Your answer must be every line of the data that contains "insert".

/---

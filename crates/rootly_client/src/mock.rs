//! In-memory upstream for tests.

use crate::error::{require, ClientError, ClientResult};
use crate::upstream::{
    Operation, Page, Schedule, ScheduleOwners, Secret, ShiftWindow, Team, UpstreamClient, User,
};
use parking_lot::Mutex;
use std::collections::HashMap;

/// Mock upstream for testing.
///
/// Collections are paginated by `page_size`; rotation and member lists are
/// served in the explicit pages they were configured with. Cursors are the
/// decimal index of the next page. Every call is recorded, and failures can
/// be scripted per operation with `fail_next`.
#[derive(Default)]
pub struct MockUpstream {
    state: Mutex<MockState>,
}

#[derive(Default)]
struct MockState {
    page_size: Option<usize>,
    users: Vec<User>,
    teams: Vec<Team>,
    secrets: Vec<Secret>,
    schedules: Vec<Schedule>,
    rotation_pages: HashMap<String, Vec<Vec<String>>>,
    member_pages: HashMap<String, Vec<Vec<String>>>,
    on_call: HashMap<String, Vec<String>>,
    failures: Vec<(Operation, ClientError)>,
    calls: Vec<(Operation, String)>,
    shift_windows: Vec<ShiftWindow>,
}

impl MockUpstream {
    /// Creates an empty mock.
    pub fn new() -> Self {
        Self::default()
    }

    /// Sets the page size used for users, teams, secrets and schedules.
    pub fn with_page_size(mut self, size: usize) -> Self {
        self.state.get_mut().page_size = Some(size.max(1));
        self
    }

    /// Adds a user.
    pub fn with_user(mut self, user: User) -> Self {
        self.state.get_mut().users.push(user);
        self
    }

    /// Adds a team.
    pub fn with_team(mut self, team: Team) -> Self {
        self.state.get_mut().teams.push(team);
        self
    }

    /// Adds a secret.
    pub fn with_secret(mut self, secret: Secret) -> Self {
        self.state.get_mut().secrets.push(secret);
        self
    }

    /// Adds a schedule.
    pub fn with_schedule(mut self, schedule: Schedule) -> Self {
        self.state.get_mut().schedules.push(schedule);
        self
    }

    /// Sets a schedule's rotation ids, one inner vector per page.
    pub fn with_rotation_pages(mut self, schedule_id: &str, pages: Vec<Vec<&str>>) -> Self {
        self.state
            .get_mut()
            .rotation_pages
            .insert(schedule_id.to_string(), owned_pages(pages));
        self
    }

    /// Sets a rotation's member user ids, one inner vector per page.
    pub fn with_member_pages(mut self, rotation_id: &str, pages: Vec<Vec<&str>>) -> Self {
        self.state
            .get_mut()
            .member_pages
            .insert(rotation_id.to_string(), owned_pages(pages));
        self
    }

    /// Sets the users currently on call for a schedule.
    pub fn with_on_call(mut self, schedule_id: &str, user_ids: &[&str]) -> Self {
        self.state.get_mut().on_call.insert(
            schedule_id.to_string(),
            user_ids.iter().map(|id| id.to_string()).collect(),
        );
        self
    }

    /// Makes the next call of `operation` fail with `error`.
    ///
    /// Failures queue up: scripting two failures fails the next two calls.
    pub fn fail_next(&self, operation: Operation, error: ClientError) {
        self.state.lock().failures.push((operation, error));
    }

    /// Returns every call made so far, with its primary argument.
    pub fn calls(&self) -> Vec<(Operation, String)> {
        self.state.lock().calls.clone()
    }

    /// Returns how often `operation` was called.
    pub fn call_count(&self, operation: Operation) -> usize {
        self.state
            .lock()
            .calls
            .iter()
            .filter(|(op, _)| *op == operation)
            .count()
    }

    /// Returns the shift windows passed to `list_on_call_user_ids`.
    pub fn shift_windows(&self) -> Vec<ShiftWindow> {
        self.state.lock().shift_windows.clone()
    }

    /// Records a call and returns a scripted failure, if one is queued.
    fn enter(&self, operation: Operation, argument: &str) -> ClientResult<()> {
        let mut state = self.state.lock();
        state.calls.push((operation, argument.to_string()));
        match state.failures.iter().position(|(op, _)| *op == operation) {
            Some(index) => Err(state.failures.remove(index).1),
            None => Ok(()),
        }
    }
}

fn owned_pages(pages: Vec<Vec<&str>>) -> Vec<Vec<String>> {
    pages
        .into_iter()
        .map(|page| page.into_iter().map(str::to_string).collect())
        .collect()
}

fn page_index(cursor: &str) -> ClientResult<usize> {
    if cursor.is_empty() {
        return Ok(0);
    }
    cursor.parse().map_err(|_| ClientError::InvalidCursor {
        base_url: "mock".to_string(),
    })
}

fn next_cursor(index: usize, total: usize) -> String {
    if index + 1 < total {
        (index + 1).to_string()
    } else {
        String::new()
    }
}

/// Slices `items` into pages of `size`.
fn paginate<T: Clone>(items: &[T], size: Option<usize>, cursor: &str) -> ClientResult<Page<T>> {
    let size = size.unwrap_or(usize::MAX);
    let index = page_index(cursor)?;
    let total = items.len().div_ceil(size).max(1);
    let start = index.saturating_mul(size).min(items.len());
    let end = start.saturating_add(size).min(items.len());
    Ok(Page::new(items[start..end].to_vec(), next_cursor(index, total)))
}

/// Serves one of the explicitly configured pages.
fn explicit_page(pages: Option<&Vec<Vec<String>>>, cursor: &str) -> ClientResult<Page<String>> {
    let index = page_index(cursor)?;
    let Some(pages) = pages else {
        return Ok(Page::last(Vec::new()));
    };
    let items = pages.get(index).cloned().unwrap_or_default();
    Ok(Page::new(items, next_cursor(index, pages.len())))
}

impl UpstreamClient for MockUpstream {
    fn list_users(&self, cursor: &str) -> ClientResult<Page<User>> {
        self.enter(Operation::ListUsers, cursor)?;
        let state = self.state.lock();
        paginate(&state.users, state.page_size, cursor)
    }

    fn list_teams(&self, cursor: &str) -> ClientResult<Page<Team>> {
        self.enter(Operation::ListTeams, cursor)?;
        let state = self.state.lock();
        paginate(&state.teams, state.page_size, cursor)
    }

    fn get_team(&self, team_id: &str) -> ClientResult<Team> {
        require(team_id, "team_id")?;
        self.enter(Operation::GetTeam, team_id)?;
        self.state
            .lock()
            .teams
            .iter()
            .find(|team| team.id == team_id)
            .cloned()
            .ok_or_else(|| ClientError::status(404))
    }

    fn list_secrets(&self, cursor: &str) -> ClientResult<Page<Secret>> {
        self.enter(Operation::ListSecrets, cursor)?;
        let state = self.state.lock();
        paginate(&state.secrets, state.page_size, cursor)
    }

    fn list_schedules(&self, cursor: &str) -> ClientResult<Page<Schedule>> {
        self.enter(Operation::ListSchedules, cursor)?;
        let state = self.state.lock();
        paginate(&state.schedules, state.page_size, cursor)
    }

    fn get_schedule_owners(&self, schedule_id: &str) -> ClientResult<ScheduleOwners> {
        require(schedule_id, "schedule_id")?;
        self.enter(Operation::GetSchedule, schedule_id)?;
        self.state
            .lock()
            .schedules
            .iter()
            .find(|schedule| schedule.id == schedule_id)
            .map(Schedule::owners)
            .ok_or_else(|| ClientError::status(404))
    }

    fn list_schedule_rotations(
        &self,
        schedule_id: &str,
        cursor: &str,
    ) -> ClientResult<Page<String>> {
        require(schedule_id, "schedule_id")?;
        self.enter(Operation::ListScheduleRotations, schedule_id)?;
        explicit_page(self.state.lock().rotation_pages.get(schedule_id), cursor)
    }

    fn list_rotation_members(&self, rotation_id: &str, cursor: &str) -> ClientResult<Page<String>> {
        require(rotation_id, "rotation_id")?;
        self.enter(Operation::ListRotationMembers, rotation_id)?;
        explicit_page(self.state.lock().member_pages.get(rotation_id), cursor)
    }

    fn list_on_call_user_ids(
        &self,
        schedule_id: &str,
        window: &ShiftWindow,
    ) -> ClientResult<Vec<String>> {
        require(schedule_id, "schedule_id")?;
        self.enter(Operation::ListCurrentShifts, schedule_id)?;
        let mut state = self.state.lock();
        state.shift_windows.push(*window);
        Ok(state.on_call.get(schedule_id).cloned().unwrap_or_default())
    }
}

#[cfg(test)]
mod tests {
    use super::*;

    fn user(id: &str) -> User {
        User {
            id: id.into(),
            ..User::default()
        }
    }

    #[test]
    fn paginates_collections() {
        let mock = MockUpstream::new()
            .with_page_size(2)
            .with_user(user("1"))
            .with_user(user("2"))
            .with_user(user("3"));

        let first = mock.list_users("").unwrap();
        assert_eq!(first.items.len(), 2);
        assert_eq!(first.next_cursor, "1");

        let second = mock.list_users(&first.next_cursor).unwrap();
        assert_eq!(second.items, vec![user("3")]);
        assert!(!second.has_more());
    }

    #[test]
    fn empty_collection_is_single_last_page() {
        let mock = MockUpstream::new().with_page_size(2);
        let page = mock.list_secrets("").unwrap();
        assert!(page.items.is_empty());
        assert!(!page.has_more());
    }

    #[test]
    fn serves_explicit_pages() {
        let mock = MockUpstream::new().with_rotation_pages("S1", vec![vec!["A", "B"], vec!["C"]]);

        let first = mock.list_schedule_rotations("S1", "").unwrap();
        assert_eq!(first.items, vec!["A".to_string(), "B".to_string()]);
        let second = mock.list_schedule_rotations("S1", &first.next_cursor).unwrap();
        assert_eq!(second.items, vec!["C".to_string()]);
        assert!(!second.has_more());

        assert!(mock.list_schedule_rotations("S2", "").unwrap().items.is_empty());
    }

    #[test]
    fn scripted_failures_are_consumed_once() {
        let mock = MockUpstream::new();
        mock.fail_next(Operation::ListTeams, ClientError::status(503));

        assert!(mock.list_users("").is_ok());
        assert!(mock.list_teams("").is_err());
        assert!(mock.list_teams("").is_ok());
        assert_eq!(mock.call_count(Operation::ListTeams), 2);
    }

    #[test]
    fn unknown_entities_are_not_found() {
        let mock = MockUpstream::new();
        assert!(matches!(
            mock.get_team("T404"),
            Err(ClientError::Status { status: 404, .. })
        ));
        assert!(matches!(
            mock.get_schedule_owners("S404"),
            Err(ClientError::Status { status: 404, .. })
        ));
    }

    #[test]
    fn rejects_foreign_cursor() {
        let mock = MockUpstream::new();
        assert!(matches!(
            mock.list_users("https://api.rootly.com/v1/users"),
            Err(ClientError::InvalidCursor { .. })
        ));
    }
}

\---

§ **REPLY TO THE EXERCISE**
            .insert(schedule_id.to_string(), owned_pages(pages));
            .insert(rotation_id.to_string(), owned_pages(pages));
        self.state.get_mut().on_call.insert(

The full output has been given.